Sunday, November 20, 2011

Basilica di Santa Maria del Fiore (Duomo)

When thinking of what to write about in my first post about sites in Florence, it was a no-brainer.  The "Duomo"...formally known as La Basilica di Santa Maria del Fiore.  This gorgeous church dominates the Florentine skyline.  No other building is permitted to be taller than the Duomo (the dome) by law.

The Duomo, as seen from Piazzale Michelangelo

It is impressive.

The front of the Basilica with Giotto's Campanile (the belltower at the right)
As you walk through Florence, you will get used to the narrow streets and large buildings on either side.  When you reach the Piazza del opens up and suddenly you will be face to face with this immense church in front of you.  When I first saw it up close, I was speechless.  It is SO BIG.  When you get past the sheer size of this church, you will start to notice the intricate detail on the exterior.  Not only is it huge, it is breathtakingly beautiful.

The building of this church was started in 1296 and finally completed in 1436 when Filippo Brunelleschi completed his famous dome.  That's 140 years of construction...and that was just the structure!  The incredibly detailed decoration of the exterior wasn't completely done until 1887!  Are you keeping track?  That makes it a total 591 years of work!  When you see the extreme detail,  you can appreciate the time it took!  The church is a work of art, inside and out.

Detail next to one of the main doors

The exterior is in white, green and red marble.  Three ginormous bronze doors are detailed with scenes from the life of the Blessed Virgin Mary.  If you look up, in the center, underneath the gorgeous rose window, you will see a statue of the Madonna with Child, surrounded on either side by the 12 Apostles in their own niche.

Once  you walk through the doors, the interior might leave you scratching your head.  The exterior is filled with incredible detail...but it leaves the interior seeming rather bland.  You won't find the extreme decoration inside the church.  The simplicity of the soaring gothic interior has it's own beauty, but it's much more subtle than the exterior

Looking toward the main altar
 The main altar is located underneath the dome.  Looking up, you can see the beautiful fresco started by Giorgio Vasari in 1568 and finished in 1579 by Federico Zuccari. 

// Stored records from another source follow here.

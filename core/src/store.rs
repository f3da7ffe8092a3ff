//! Durable key-value slots for the sync config and the session record.
//!
//! # Design
//! The store knows nothing about what it holds: each slot is a name mapped to
//! a text value (JSON in practice). Typed access lives in `config` and
//! `session`, which decode the text and degrade gracefully when it is
//! missing or malformed.

use std::collections::HashMap;
use std::fs;
use std::path::{Path, PathBuf};
use std::sync::RwLock;

use serde_json::{Map, Value};

use crate::error::StoreError;

/// Slot holding the sync endpoint URL and API key.
pub const SYNC_SLOT: &str = "lpsn-buses-sync";

/// Slot holding the current session record.
pub const SESSION_SLOT: &str = "lpsn-buses-session";

/// Result type for store operations.
pub type Result<T> = std::result::Result<T, StoreError>;

/// Named text slots. Implementations must be thread-safe.
pub trait KeyValueStore: Send + Sync {
    fn get(&self, slot: &str) -> Result<Option<String>>;

    fn set(&self, slot: &str, value: &str) -> Result<()>;

    /// Removing a missing slot is not an error.
    fn remove(&self, slot: &str) -> Result<()>;
}

/// In-memory store. All data is lost when dropped.
#[derive(Debug, Default)]
pub struct MemoryStore {
    slots: RwLock<HashMap<String, String>>,
}

impl MemoryStore {
    pub fn new() -> Self {
        Self::default()
    }
}

impl KeyValueStore for MemoryStore {
    fn get(&self, slot: &str) -> Result<Option<String>> {
        let slots = self.slots.read().unwrap_or_else(|e| e.into_inner());
        Ok(slots.get(slot).cloned())
    }

    fn set(&self, slot: &str, value: &str) -> Result<()> {
        let mut slots = self.slots.write().unwrap_or_else(|e| e.into_inner());
        slots.insert(slot.to_string(), value.to_string());
        Ok(())
    }

    fn remove(&self, slot: &str) -> Result<()> {
        let mut slots = self.slots.write().unwrap_or_else(|e| e.into_inner());
        slots.remove(slot);
        Ok(())
    }
}

/// Store backed by a single JSON object file.
///
/// Writes go to a sibling temp file which is then renamed over the original,
/// so readers never observe a half-written file. A missing file is an empty
/// store.
#[derive(Debug)]
pub struct FileStore {
    path: PathBuf,
    lock: RwLock<()>,
}

impl FileStore {
    pub fn new(path: impl Into<PathBuf>) -> Self {
        Self {
            path: path.into(),
            lock: RwLock::new(()),
        }
    }

    pub fn path(&self) -> &Path {
        &self.path
    }

    fn load(&self) -> Result<Map<String, Value>> {
        let raw = match fs::read_to_string(&self.path) {
            Ok(raw) => raw,
            Err(e) if e.kind() == std::io::ErrorKind::NotFound => return Ok(Map::new()),
            Err(e) => return Err(e.into()),
        };
        if raw.trim().is_empty() {
            return Ok(Map::new());
        }
        match serde_json::from_str(&raw) {
            Ok(Value::Object(map)) => Ok(map),
            Ok(_) => Err(StoreError::Corrupt("top level is not an object".to_string())),
            Err(e) => Err(StoreError::Corrupt(e.to_string())),
        }
    }

    /// Sibling temp file: the full file name plus `.tmp`, so `data` and
    /// `data.json` never share one.
    fn temp_path(&self) -> PathBuf {
        let mut name = self.path.file_name().map(|n| n.to_os_string()).unwrap_or_default();
        name.push(".tmp");
        self.path.with_file_name(name)
    }

    fn save(&self, map: &Map<String, Value>) -> Result<()> {
        let text = serde_json::to_string_pretty(map).map_err(|e| StoreError::Corrupt(e.to_string()))?;
        if let Some(parent) = self.path.parent().filter(|p| !p.as_os_str().is_empty()) {
            fs::create_dir_all(parent)?;
        }
        let tmp = self.temp_path();
        fs::write(&tmp, text)?;
        fs::rename(&tmp, &self.path)?;
        Ok(())
    }
}

impl KeyValueStore for FileStore {
    fn get(&self, slot: &str) -> Result<Option<String>> {
        let _guard = self.lock.read().unwrap_or_else(|e| e.into_inner());
        let map = self.load()?;
        Ok(map.get(slot).and_then(Value::as_str).map(str::to_string))
    }

    fn set(&self, slot: &str, value: &str) -> Result<()> {
        let _guard = self.lock.write().unwrap_or_else(|e| e.into_inner());
        let mut map = self.load()?;
        map.insert(slot.to_string(), Value::String(value.to_string()));
        self.save(&map)
    }

    fn remove(&self, slot: &str) -> Result<()> {
        let _guard = self.lock.write().unwrap_or_else(|e| e.into_inner());
        let mut map = self.load()?;
        if map.remove(slot).is_some() {
            self.save(&map)?;
        }
        Ok(())
    }
}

You can get an even better view of the dome if you decide to cough up 8 euros for a ticket to climb the 463 steps to the top.  The views from the top of the dome are I've heard.  We didn't do it when we visited.  To pay 8 euro to climb 463 stairs, when I already had climbed hundreds of stairs in the various palaces and museums that we visited, did not sound appealing to me at the time!

The bell tower that is located right next to the basilica was designed and constructed by Giotto di Bondone.  Started in 1334, it wasn't completed until well after Giotto's death (1337)  in 1359.  Andrea Pisano worked on it for awhile, until the year of the Black death in 1348.  When construction continued, it was under the guidance of Francesco Talenti, who finished the tower's top 3 levels.

You can climb the tower too, if you would like to pay 6 euro to climb it's 414 steps.  I didn't, but again, I have heard that the view from the top is amazing.  Maybe if you are staying close by, it would seem like a good idea, but with all the walking we had done, the thought of climbing so many steps wasn't very appealing.

When in Florence, a visit to the Duomo is a must.  I think it's the law.  At least it should be.  The church itself is free to get in.  You can pay for the pleasure of the climb to the top of the dome, or the climb to the top of the bell tower, if you so desire.  You can also pay to see the crypt underneath the church, which has both graves of bishops as well as Brunelleschi (the designer of the dome), and the archaeological site of Santa Reparata, a 7th century church that the present church was built over top...and you can pay to visit the Battistero di S. Giovanni, which is the round building located in front of the church.  (We visited both the crypt and the baptistry.  Those will be covered in future posts.)